Menon, who once was a formidable actor, hams it to the hilt as a kind of Mogambo of the dancing world who thinks dancing is for big bucks, and also for big... well you know the "f" word that rhymes with bucks.

Prabhu Deva, God bless his "sole", is the other polarity. He dances because... well, he has to. He imparts his skills to a ragamuffin bunch of street kids who seem to have auditioned for Breakin' that street-smart film about using breakdance as a form of selfexpression that came way back in 1984.

Indeed there is something very 1980s about Tushar Hirnandani's screenplay which pitches the idea of Good Dancing Versus Bad Dancing with a heartwarming sincerity.

Movie plots based on dancing and dancers are rare these days. Choreographer-turned-director Remo d'Souza has hit upon a winning idea.

Being a choreographer he is able to weave the characters into a web of dance-related episodes that culminate in that grand do-or-die competition that we have been witnessing in one form or another since the time movies came into being.

It could be Rocky Balboa in the ring. Or the raring-to-go students from Prabhu Deva's makeshift dancing school in this film...Heck, anybody can dance as long as the music is right.


Remo d'Souza's film glides in expected but never dull ways. It winds its way through a series of self-consciously constructed road-blocks for the sincere dance teacher and his students who learn, the hard way, that dance is for one's own pleasure and not to show off.

Ironically this philosophy of dance as a form of self-expression hardly fits into the the framework of cinema where the very nature of the medium invites the maximum appreciation.

What sees "ABCD" through is its sincerity of purpose. Director d'Souza intends to do a "dance film" with a sturdy plot to hold up the choreography.

In that endeavour the film doesn't slip up at all. The fact that it has Prabhu Deva at the helm certainly helps to keep the show on the road.

As an actor, Prabhu Deva is restrained and effective in bringing out the idealism and discipline of a dance teacher. His thick Tamil accent is justified by the character's origins being nailed to Chennai. You know when this guy explains the essence of dance to his students he isn't faking it. But it's when the choreographer-dancer's takes the floor that we're really floored.

When Prabhu dances time freezes. The long pre-interval episode where he puts up what could only be termed the Grand Prabhu Deva Tour de Force is the film's high-point. You won't be poorer to leave at that point.

The youngsters who play Prabhu Deva's students are passable in their acting skills.But I suggest they should just focus on dancing as a career. The actor who plays the dopey-dancer Chandu (Punit J Pathak) corners much of melodrama in the second half.

Honestly, the film just needed to get on with the dancing and leave the mapping of a back-story for the dancers to another time, another place.

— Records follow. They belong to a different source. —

//! Wire types for the hosted text-generation endpoint.

use serde::{Deserialize, Serialize};

use mimic_types::config::GenerationParameters;

/// Request body: the prompt plus the fixed generation policy.
#[derive(Debug, Serialize)]
pub struct InferenceRequest<'a> {
    pub inputs: &'a str,
    pub parameters: &'a GenerationParameters,
}

/// Response body: either a list of generations or a provider error object.
///
/// Variant order matters for untagged parsing: a struct variant would also
/// accept a sequence positionally, so the list form is tried first.
#[derive(Debug, Deserialize)]
#[serde(untagged)]
pub enum InferenceResponse {
    Generations(Vec<Generation>),
    Error { error: serde_json::Value },
}

#[derive(Debug, Deserialize)]
pub struct Generation {
    #[serde(default)]
    pub generated_text: String,
}
//! Synchronous retrain from the memory file.

use console::style;

use mimic_types::model::TrainOutcome;

use crate::state::AppState;

pub async fn train(state: &AppState, json: bool) -> anyhow::Result<()> {
    let outcome = state.pipeline.lock().await.train_now().await?;

    if json {
        println!("{}", serde_json::to_string_pretty(&outcome)?);
        return Ok(());
    }

    println!();
    match outcome {
        TrainOutcome::Trained(report) => {
            println!(
                "  {} Trained {} on {} exchanges",
                style("✓").green().bold(),
                style(&state.config.model_name).bold(),
                report.samples
            );
            if report.skipped > 0 {
                println!("  {:<12} {}", style("Skipped").dim(), report.skipped);
            }
            println!("  {:<12} {}", style("Epochs").dim(), report.epochs);
            println!("  {:<12} {:.6}", style("Final loss").dim(), report.final_loss);
            println!("  {:<12} {}", style("Trained at").dim(), report.trained_at.to_rfc3339());
        }
        TrainOutcome::NoData => {
            println!(
                "  {} Nothing to train on yet, the memory file has no usable exchanges",
                style("!").yellow().bold()
            );
        }
        TrainOutcome::AlreadyRunning => {
            println!("  {} A training pass is already running", style("!").yellow().bold());
        }
        TrainOutcome::NotSupported => {
            println!(
                "  {} The {:?} responder does not train locally",
                style("!").yellow().bold(),
                state.config.responder
            );
        }
    }
    println!();
    Ok(())
}
//! Informational query about the running model.

use console::style;
use serde::Serialize;

use mimic_infra::filesystem::memory_path;
use mimic_types::config::ResponderKind;
use mimic_types::model::Readiness;

use crate::state::AppState;

#[derive(Debug, Serialize)]
pub struct ModelSummary {
    pub model_name: String,
    pub info: String,
    pub responder: ResponderKind,
    pub readiness: Readiness,
    pub exchanges: usize,
    pub memory_file: String,
}

pub async fn summarize(state: &AppState) -> ModelSummary {
    let pipeline = state.pipeline.lock().await;
    ModelSummary {
        model_name: state.config.model_name.clone(),
        info: pipeline.model_info(),
        responder: state.config.responder,
        readiness: pipeline.readiness().await,
        exchanges: pipeline.memory().len(),
        memory_file: memory_path(&state.data_dir, &state.config.memory_file)
            .display()
            .to_string(),
    }
}

pub async fn show_model(state: &AppState, json: bool) -> anyhow::Result<()> {
    let summary = summarize(state).await;

    if json {
        println!("{}", serde_json::to_string_pretty(&summary)?);
        return Ok(());
    }

    println!();
    println!("  {}", summary.info);
    println!();
    println!("  {:<12} {:?}", style("Responder").dim(), summary.responder);
    println!("  {:<12} {}", style("Readiness").dim(), summary.readiness);
    println!("  {:<12} {}", style("Exchanges").dim(), summary.exchanges);
    println!("  {:<12} {}", style("Memory").dim(), summary.memory_file);
    println!();
    Ok(())
}

#[cfg(test)]
mod tests {
    use super::*;
    use mimic_types::config::BotConfig;
    use tempfile::TempDir;

    #[tokio::test]
    async fn test_summary_reports_readiness() {
        let tmp = TempDir::new().unwrap();
        let state = AppState::from_config(tmp.path().to_path_buf(), BotConfig::default())
            .await
            .unwrap();

        let summary = summarize(&state).await;
        assert_eq!(summary.readiness, Readiness::Untrained);
        assert_eq!(summary.exchanges, 0);

        let json = serde_json::to_value(&summary).unwrap();
        assert_eq!(json["readiness"], "untrained");
        assert_eq!(json["responder"], "trained");
    }

    #[tokio::test]
    async fn test_summary_after_training_is_ready() {
        let tmp = TempDir::new().unwrap();
        std::fs::write(
            tmp.path().join("exchanges.json"),
            r#"[{ "input": "hello", "output": "hi" }]"#,
        )
        .unwrap();
        let mut config = BotConfig::default();
        config.training.epochs = 2;
        let state = AppState::from_config(tmp.path().to_path_buf(), config).await.unwrap();

        state.pipeline.lock().await.train_now().await.unwrap();
        assert_eq!(summarize(&state).await.readiness, Readiness::Ready);
    }
}
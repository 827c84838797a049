//! JSON-file implementation of [`ExchangeRepository`].
//!
//! The whole store is one pretty-printed JSON array of
//! `{ "input": ..., "output": ... }` records, read wholesale at startup and
//! rewritten wholesale on every append. Each rewrite goes to a sibling temp
//! file that is then renamed over the target.

use std::path::{Path, PathBuf};

use mimic_core::memory::repository::ExchangeRepository;
use mimic_types::error::StoreError;
use mimic_types::memory::Exchange;
use serde_json::Value;
use tracing::warn;

/// Memory repository stored as a single JSON document.
pub struct JsonExchangeRepository {
    path: PathBuf,
}

impl JsonExchangeRepository {
    pub fn new(path: impl Into<PathBuf>) -> Self {
        Self { path: path.into() }
    }

    pub fn path(&self) -> &Path {
        &self.path
    }

    fn temp_path(&self) -> PathBuf {
        let mut name = self
            .path
            .file_name()
            .map(|n| n.to_os_string())
            .unwrap_or_else(|| "exchanges.json".into());
        name.push(".tmp");
        self.path.with_file_name(name)
    }
}

/// Parse the stored document, skipping records that are not
/// `{ input: string, output: string }`.
fn parse_exchanges(content: &str) -> Result<Vec<Exchange>, StoreError> {
    let document: Value =
        serde_json::from_str(content).map_err(|e| StoreError::Corrupt(e.to_string()))?;
    let Value::Array(records) = document else {
        return Err(StoreError::Corrupt("expected a JSON array".to_string()));
    };

    let mut exchanges = Vec::with_capacity(records.len());
    for (index, record) in records.into_iter().enumerate() {
        match serde_json::from_value::<Exchange>(record) {
            Ok(exchange) => exchanges.push(exchange),
            Err(err) => warn!(index, error = %err, "skipping malformed memory record"),
        }
    }
    Ok(exchanges)
}

impl ExchangeRepository for JsonExchangeRepository {
    async fn load_all(&self) -> Result<Vec<Exchange>, StoreError> {
        let content = match tokio::fs::read_to_string(&self.path).await {
            Ok(content) => content,
            Err(err) if err.kind() == std::io::ErrorKind::NotFound => {
                return Err(StoreError::NotFound);
            }
            Err(err) => return Err(StoreError::Io(err.to_string())),
        };
        parse_exchanges(&content)
    }

    async fn save_all(&self, exchanges: &[Exchange]) -> Result<(), StoreError> {
        let json = serde_json::to_string_pretty(exchanges)
            .map_err(|e| StoreError::Serialize(e.to_string()))?;

        if let Some(parent) = self.path.parent() {
            tokio::fs::create_dir_all(parent)
                .await
                .map_err(|e| StoreError::Io(e.to_string()))?;
        }

        let temp = self.temp_path();
        tokio::fs::write(&temp, json)
            .await
            .map_err(|e| StoreError::Io(e.to_string()))?;
        tokio::fs::rename(&temp, &self.path)
            .await
            .map_err(|e| StoreError::Io(e.to_string()))
    }
}
//! In-process memory store backed by an [`ExchangeRepository`].

use mimic_types::error::StoreError;
use mimic_types::memory::Exchange;
use tracing::{info, warn};

use super::repository::ExchangeRepository;

/// Ordered, append-only collection of remembered exchanges.
///
/// Every append persists the full sequence before returning, so a crash
/// loses at most the exchange being written.
pub struct MemoryStore<R> {
    repository: R,
    exchanges: Vec<Exchange>,
}

impl<R: ExchangeRepository> MemoryStore<R> {
    /// Load the store from `repository`.
    ///
    /// Never fails: unreadable or corrupt storage is logged and treated as
    /// an empty store.
    pub async fn load(repository: R) -> Self {
        let exchanges = match repository.load_all().await {
            Ok(exchanges) => {
                info!(count = exchanges.len(), "memory store loaded");
                exchanges
            }
            Err(StoreError::NotFound) => {
                info!("no memory store found, starting empty");
                Vec::new()
            }
            Err(err) => {
                warn!(error = %err, "memory store unreadable, starting empty");
                Vec::new()
            }
        };

        Self {
            repository,
            exchanges,
        }
    }

    /// Append an exchange and persist the whole store.
    ///
    /// On a write failure the exchange is dropped from memory as well, so the
    /// in-process view never runs ahead of what is on disk.
    pub async fn append(&mut self, exchange: Exchange) -> Result<(), StoreError> {
        self.exchanges.push(exchange);
        if let Err(err) = self.repository.save_all(&self.exchanges).await {
            self.exchanges.pop();
            return Err(err);
        }
        info!(count = self.exchanges.len(), "exchange added to memory");
        Ok(())
    }

    /// Read view in insertion order.
    pub fn all(&self) -> &[Exchange] {
        &self.exchanges
    }

    /// Owned copy for background consumers (training).
    pub fn snapshot(&self) -> Vec<Exchange> {
        self.exchanges.clone()
    }

    pub fn len(&self) -> usize {
        self.exchanges.len()
    }

    pub fn is_empty(&self) -> bool {
        self.exchanges.is_empty()
    }
}
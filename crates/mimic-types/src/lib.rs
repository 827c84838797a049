//! Shared domain types for Mimic.
//!
//! This crate contains the types used across the Mimic workspace:
//! exchanges, inbound messages, model readiness, configuration, and
//! their associated error types.
//!
//! Zero infrastructure dependencies -- only serde, chrono, thiserror.

pub mod config;
pub mod error;
pub mod memory;
pub mod message;
pub mod model;
//! Small dense regression network.
//!
//! Maps one encoded text onto another: `MAX_LEN -> 128 -> 128 -> MAX_LEN`
//! with ReLU hidden layers and a sigmoid output. Codes are scaled into
//! `[0, 1]` by [`CODE_SCALE`] on the way in and back out.
//!
//! Fitting is full retraining: Glorot-uniform weights, mean squared error,
//! Adam over shuffled mini-batches for a fixed number of epochs. It is CPU
//! bound and meant to run on a blocking thread.

use ndarray::{Array, Array1, Array2, ArrayView2, Axis, Dimension, Zip};
use rand::distributions::Uniform;
use rand::rngs::StdRng;
use rand::seq::SliceRandom;
use rand::{Rng, SeedableRng};

use mimic_types::config::TrainingConfig;
use mimic_types::error::ModelError;

use crate::codec::{EncodedVector, MAX_CODE, MAX_LEN};

/// Width of both hidden layers.
pub const HIDDEN_WIDTH: usize = 128;

/// Code value mapped to `1.0`. Codes above it saturate.
pub const CODE_SCALE: f32 = 2048.0;

const ADAM_BETA1: f32 = 0.9;
const ADAM_BETA2: f32 = 0.999;
const ADAM_EPSILON: f32 = 1e-7;

/// Scale an encoded vector into network input space.
pub fn to_unit(vector: &EncodedVector) -> Array1<f32> {
    vector
        .codes()
        .iter()
        .map(|&code| (code as f32 / CODE_SCALE).min(1.0))
        .collect()
}

/// Round network output back into the code range.
///
/// Control codes other than tab and newline become padding.
pub fn from_unit(values: &[f32]) -> EncodedVector {
    EncodedVector::from_codes(values.iter().map(|&v| {
        let code = (v * CODE_SCALE).round().clamp(0.0, MAX_CODE as f32) as u32;
        if code < 0x20 && code != u32::from(b'\t') && code != u32::from(b'\n') {
            0
        } else {
            code
        }
    }))
}

#[derive(Debug, Clone, Copy, PartialEq, Eq)]
enum Activation {
    Relu,
    Sigmoid,
}

impl Activation {
    fn apply(self, z: Array2<f32>) -> Array2<f32> {
        match self {
            Activation::Relu => z.mapv_into(|v| v.max(0.0)),
            Activation::Sigmoid => z.mapv_into(|v| 1.0 / (1.0 + (-v).exp())),
        }
    }

    /// Derivative expressed through the layer's output.
    fn derivative(self, out: &Array2<f32>) -> Array2<f32> {
        match self {
            Activation::Relu => out.mapv(|a| if a > 0.0 { 1.0 } else { 0.0 }),
            Activation::Sigmoid => out.mapv(|a| a * (1.0 - a)),
        }
    }
}

#[derive(Debug, Clone)]
struct Dense {
    weights: Array2<f32>, // (in_dim, out_dim)
    bias: Array1<f32>,
    activation: Activation,
}

impl Dense {
    fn glorot(in_dim: usize, out_dim: usize, activation: Activation, rng: &mut StdRng) -> Self {
        let limit = (6.0 / (in_dim + out_dim) as f32).sqrt();
        let dist = Uniform::new_inclusive(-limit, limit);
        Self {
            weights: Array2::from_shape_fn((in_dim, out_dim), |_| rng.sample(dist)),
            bias: Array1::zeros(out_dim),
            activation,
        }
    }

    fn forward(&self, x: &ArrayView2<f32>) -> Array2<f32> {
        let z = x.dot(&self.weights) + &self.bias;
        self.activation.apply(z)
    }
}

/// First and second moment estimates for one layer.
struct Moments {
    m_weights: Array2<f32>,
    v_weights: Array2<f32>,
    m_bias: Array1<f32>,
    v_bias: Array1<f32>,
}

impl Moments {
    fn for_layer(layer: &Dense) -> Self {
        Self {
            m_weights: Array2::zeros(layer.weights.raw_dim()),
            v_weights: Array2::zeros(layer.weights.raw_dim()),
            m_bias: Array1::zeros(layer.bias.raw_dim()),
            v_bias: Array1::zeros(layer.bias.raw_dim()),
        }
    }
}

struct AdamStep {
    learning_rate: f32,
    bias_correction1: f32,
    bias_correction2: f32,
}

impl AdamStep {
    fn new(learning_rate: f32, t: i32) -> Self {
        Self {
            learning_rate,
            bias_correction1: 1.0 - ADAM_BETA1.powi(t),
            bias_correction2: 1.0 - ADAM_BETA2.powi(t),
        }
    }

    fn apply<D: Dimension>(
        &self,
        param: &mut Array<f32, D>,
        grad: &Array<f32, D>,
        m: &mut Array<f32, D>,
        v: &mut Array<f32, D>,
    ) {
        Zip::from(param)
            .and(grad)
            .and(m)
            .and(v)
            .for_each(|p, &g, m, v| {
                *m = ADAM_BETA1 * *m + (1.0 - ADAM_BETA1) * g;
                *v = ADAM_BETA2 * *v + (1.0 - ADAM_BETA2) * g * g;
                let m_hat = *m / self.bias_correction1;
                let v_hat = *v / self.bias_correction2;
                *p -= self.learning_rate * m_hat / (v_hat.sqrt() + ADAM_EPSILON);
            });
    }
}

/// Result of [`Network::fit`].
pub struct Fit {
    pub network: Network,
    /// Mean squared error of each epoch, in order.
    pub epoch_losses: Vec<f32>,
}

impl Fit {
    pub fn final_loss(&self) -> f32 {
        self.epoch_losses.last().copied().unwrap_or(f32::NAN)
    }
}

/// A fitted feed-forward network.
#[derive(Debug, Clone)]
pub struct Network {
    layers: Vec<Dense>,
}

impl Network {
    fn initialise(rng: &mut StdRng) -> Self {
        Self {
            layers: vec![
                Dense::glorot(MAX_LEN, HIDDEN_WIDTH, Activation::Relu, rng),
                Dense::glorot(HIDDEN_WIDTH, HIDDEN_WIDTH, Activation::Relu, rng),
                Dense::glorot(HIDDEN_WIDTH, MAX_LEN, Activation::Sigmoid, rng),
            ],
        }
    }

    /// Fit a fresh network mapping each row of `inputs` to the same row of
    /// `targets`. Both are `(samples, MAX_LEN)` in unit scale.
    pub fn fit(
        inputs: &Array2<f32>,
        targets: &Array2<f32>,
        config: &TrainingConfig,
    ) -> Result<Fit, ModelError> {
        if inputs.ncols() != MAX_LEN {
            return Err(ModelError::ShapeMismatch {
                expected: MAX_LEN,
                actual: inputs.ncols(),
            });
        }
        if targets.dim() != inputs.dim() {
            return Err(ModelError::TrainingAborted(format!(
                "{} inputs but {} targets",
                inputs.nrows(),
                targets.nrows()
            )));
        }
        if inputs.nrows() == 0 {
            return Err(ModelError::TrainingAborted("empty training set".into()));
        }

        let mut rng = match config.seed {
            Some(seed) => StdRng::seed_from_u64(seed),
            None => StdRng::from_entropy(),
        };
        let mut network = Self::initialise(&mut rng);
        let mut moments: Vec<Moments> = network.layers.iter().map(Moments::for_layer).collect();

        let samples = inputs.nrows();
        let batch_size = config.batch_size.max(1);
        let mut order: Vec<usize> = (0..samples).collect();
        let mut epoch_losses = Vec::with_capacity(config.epochs);
        let mut step = 0i32;

        for _ in 0..config.epochs {
            order.shuffle(&mut rng);
            let mut weighted_loss = 0.0f32;

            for batch in order.chunks(batch_size) {
                step += 1;
                let x = inputs.select(Axis(0), batch);
                let t = targets.select(Axis(0), batch);
                let adam = AdamStep::new(config.learning_rate, step);
                let loss = network.train_batch(&x, &t, &mut moments, &adam);
                weighted_loss += loss * batch.len() as f32;
            }

            let epoch_loss = weighted_loss / samples as f32;
            if !epoch_loss.is_finite() {
                return Err(ModelError::TrainingAborted(
                    "loss diverged to a non-finite value".into(),
                ));
            }
            epoch_losses.push(epoch_loss);
        }

        Ok(Fit {
            network,
            epoch_losses,
        })
    }

    /// Forward pass keeping every layer's output; index 0 is the input.
    fn forward_all(&self, x: &Array2<f32>) -> Vec<Array2<f32>> {
        let mut outputs = Vec::with_capacity(self.layers.len() + 1);
        outputs.push(x.clone());
        for layer in &self.layers {
            let next = layer.forward(&outputs[outputs.len() - 1].view());
            outputs.push(next);
        }
        outputs
    }

    /// One Adam step on a mini-batch; returns the batch MSE before the step.
    fn train_batch(
        &mut self,
        x: &Array2<f32>,
        t: &Array2<f32>,
        moments: &mut [Moments],
        step: &AdamStep,
    ) -> f32 {
        let outputs = self.forward_all(x);
        let prediction = &outputs[outputs.len() - 1];
        let error = prediction - t;
        let loss = error.mapv(|e| e * e).mean().unwrap_or(0.0);

        // d(mean squared error)/d(prediction)
        let mut delta = error * (2.0 / t.len() as f32);

        for (i, layer) in self.layers.iter_mut().enumerate().rev() {
            delta = delta * layer.activation.derivative(&outputs[i + 1]);
            let grad_weights = outputs[i].t().dot(&delta);
            let grad_bias = delta.sum_axis(Axis(0));
            let upstream = delta.dot(&layer.weights.t());

            let state = &mut moments[i];
            step.apply(
                &mut layer.weights,
                &grad_weights,
                &mut state.m_weights,
                &mut state.v_weights,
            );
            step.apply(&mut layer.bias, &grad_bias, &mut state.m_bias, &mut state.v_bias);

            delta = upstream;
        }

        loss
    }

    /// Network whose every weight and bias is `value`.
    #[cfg(test)]
    pub(crate) fn filled_with(value: f32) -> Self {
        let layer = |in_dim, out_dim, activation| Dense {
            weights: Array2::from_elem((in_dim, out_dim), value),
            bias: Array1::from_elem(out_dim, value),
            activation,
        };
        Self {
            layers: vec![
                layer(MAX_LEN, HIDDEN_WIDTH, Activation::Relu),
                layer(HIDDEN_WIDTH, HIDDEN_WIDTH, Activation::Relu),
                layer(HIDDEN_WIDTH, MAX_LEN, Activation::Sigmoid),
            ],
        }
    }

    /// Run a single input through the network and round back to codes.
    pub fn predict(&self, input: &EncodedVector) -> Result<EncodedVector, ModelError> {
        let row = to_unit(input).insert_axis(Axis(0));
        let output = self.predict_batch(&row.view())?;
        let values = output.row(0).to_vec();
        Ok(from_unit(&values))
    }

    /// Forward pass over unit-scale rows.
    pub fn predict_batch(&self, x: &ArrayView2<f32>) -> Result<Array2<f32>, ModelError> {
        if x.ncols() != MAX_LEN {
            return Err(ModelError::ShapeMismatch {
                expected: MAX_LEN,
                actual: x.ncols(),
            });
        }
        let mut current = x.to_owned();
        for layer in &self.layers {
            current = layer.forward(&current.view());
        }
        if current.iter().any(|v| !v.is_finite()) {
            return Err(ModelError::NonFinite);
        }
        Ok(current)
    }
}

#[cfg(test)]
mod tests {
    use super::*;
    use crate::codec::{decode, encode};

    fn config(epochs: usize) -> TrainingConfig {
        TrainingConfig {
            epochs,
            batch_size: 4,
            learning_rate: 0.01,
            retrain_every: None,
            seed: Some(42),
        }
    }

    fn dataset(pairs: &[(&str, &str)]) -> (Array2<f32>, Array2<f32>) {
        let rows = pairs.len();
        let mut inputs = Array2::zeros((rows, MAX_LEN));
        let mut targets = Array2::zeros((rows, MAX_LEN));
        for (i, (input, output)) in pairs.iter().enumerate() {
            inputs.row_mut(i).assign(&to_unit(&encode(input)));
            targets.row_mut(i).assign(&to_unit(&encode(output)));
        }
        (inputs, targets)
    }

    #[test]
    fn test_unit_scaling_round_trips_ascii() {
        let vector = encode("Hello, world");
        let values = to_unit(&vector).to_vec();
        assert_eq!(decode(&from_unit(&values)), "Hello, world");
    }

    #[test]
    fn test_from_unit_clamps_into_code_range() {
        let vector = from_unit(&[-3.0, 0.0, f32::MAX]);
        assert_eq!(vector.codes()[0], 0);
        assert_eq!(vector.codes()[1], 0);
        assert_eq!(vector.codes()[2], MAX_CODE);
    }

    #[test]
    fn test_from_unit_drops_control_codes() {
        let unit = |c: char| c as u32 as f32 / CODE_SCALE;
        let values = [unit('h'), unit('\u{e}'), unit('\t'), unit('\r'), unit('\n'), unit('i')];
        let vector = from_unit(&values);
        assert_eq!(&vector.codes()[..6], &[104, 0, 9, 0, 10, 105]);
    }

    #[test]
    fn test_nan_weights_fail_prediction() {
        let network = Network::filled_with(f32::NAN);
        assert!(matches!(network.predict(&encode("hello")), Err(ModelError::NonFinite)));
    }

    #[test]
    fn test_fit_reduces_loss() {
        let (inputs, targets) =
            dataset(&[("hello", "hi"), ("how are you", "fine"), ("bye", "see you")]);
        let fit = Network::fit(&inputs, &targets, &config(60)).unwrap();
        assert_eq!(fit.epoch_losses.len(), 60);
        assert!(fit.final_loss() < fit.epoch_losses[0]);
    }

    #[test]
    fn test_fit_is_reproducible_with_seed() {
        let (inputs, targets) = dataset(&[("hello", "hi"), ("bye", "ciao")]);
        let a = Network::fit(&inputs, &targets, &config(5)).unwrap();
        let b = Network::fit(&inputs, &targets, &config(5)).unwrap();
        assert_eq!(a.epoch_losses, b.epoch_losses);
    }

    #[test]
    fn test_fit_rejects_mismatched_targets() {
        let (inputs, _) = dataset(&[("hello", "hi"), ("bye", "ciao")]);
        let (_, targets) = dataset(&[("hello", "hi")]);
        assert!(matches!(
            Network::fit(&inputs, &targets, &config(1)),
            Err(ModelError::TrainingAborted(_))
        ));
    }

    #[test]
    fn test_predict_output_stays_in_range() {
        let (inputs, targets) = dataset(&[("hello", "hi")]);
        let fit = Network::fit(&inputs, &targets, &config(3)).unwrap();
        let output = fit.network.predict(&encode("anything at all")).unwrap();
        assert!(output.codes().iter().all(|&c| c <= CODE_SCALE as u32));
    }

    #[test]
    fn test_predict_batch_rejects_wrong_width() {
        let (inputs, targets) = dataset(&[("hello", "hi")]);
        let fit = Network::fit(&inputs, &targets, &config(1)).unwrap();
        let narrow = Array2::<f32>::zeros((1, 3));
        assert!(matches!(
            fit.network.predict_batch(&narrow.view()),
            Err(ModelError::ShapeMismatch { expected: MAX_LEN, actual: 3 })
        ));
    }
}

For this one, all we needed was what B.Subhash recommended in the 1980s. Dance Dance....I almost expected Mithun Chakraborty to show in support of Prabhu Deva's shimmying shishya-log.


If you know how to dance or if you've ever desired to dance ABCD is the film for you. With Prabhu Deva's astonishing virtuosity on the dance-floor to guide the characters' and the film's destiny and to provide a centifrugal scinitillation to the proceedings, there is little reason to quibble over the content.

Sachin-Jigar's music and songs though adequate could have been more dynamic. Watch out for the number accompanying the end-titles where dancing legend Saroj Khan joins Prabhu Deva, Ganesh Acharya and Remo d'Souza.

That's this innocent and earnest film's paisa-wasool moment.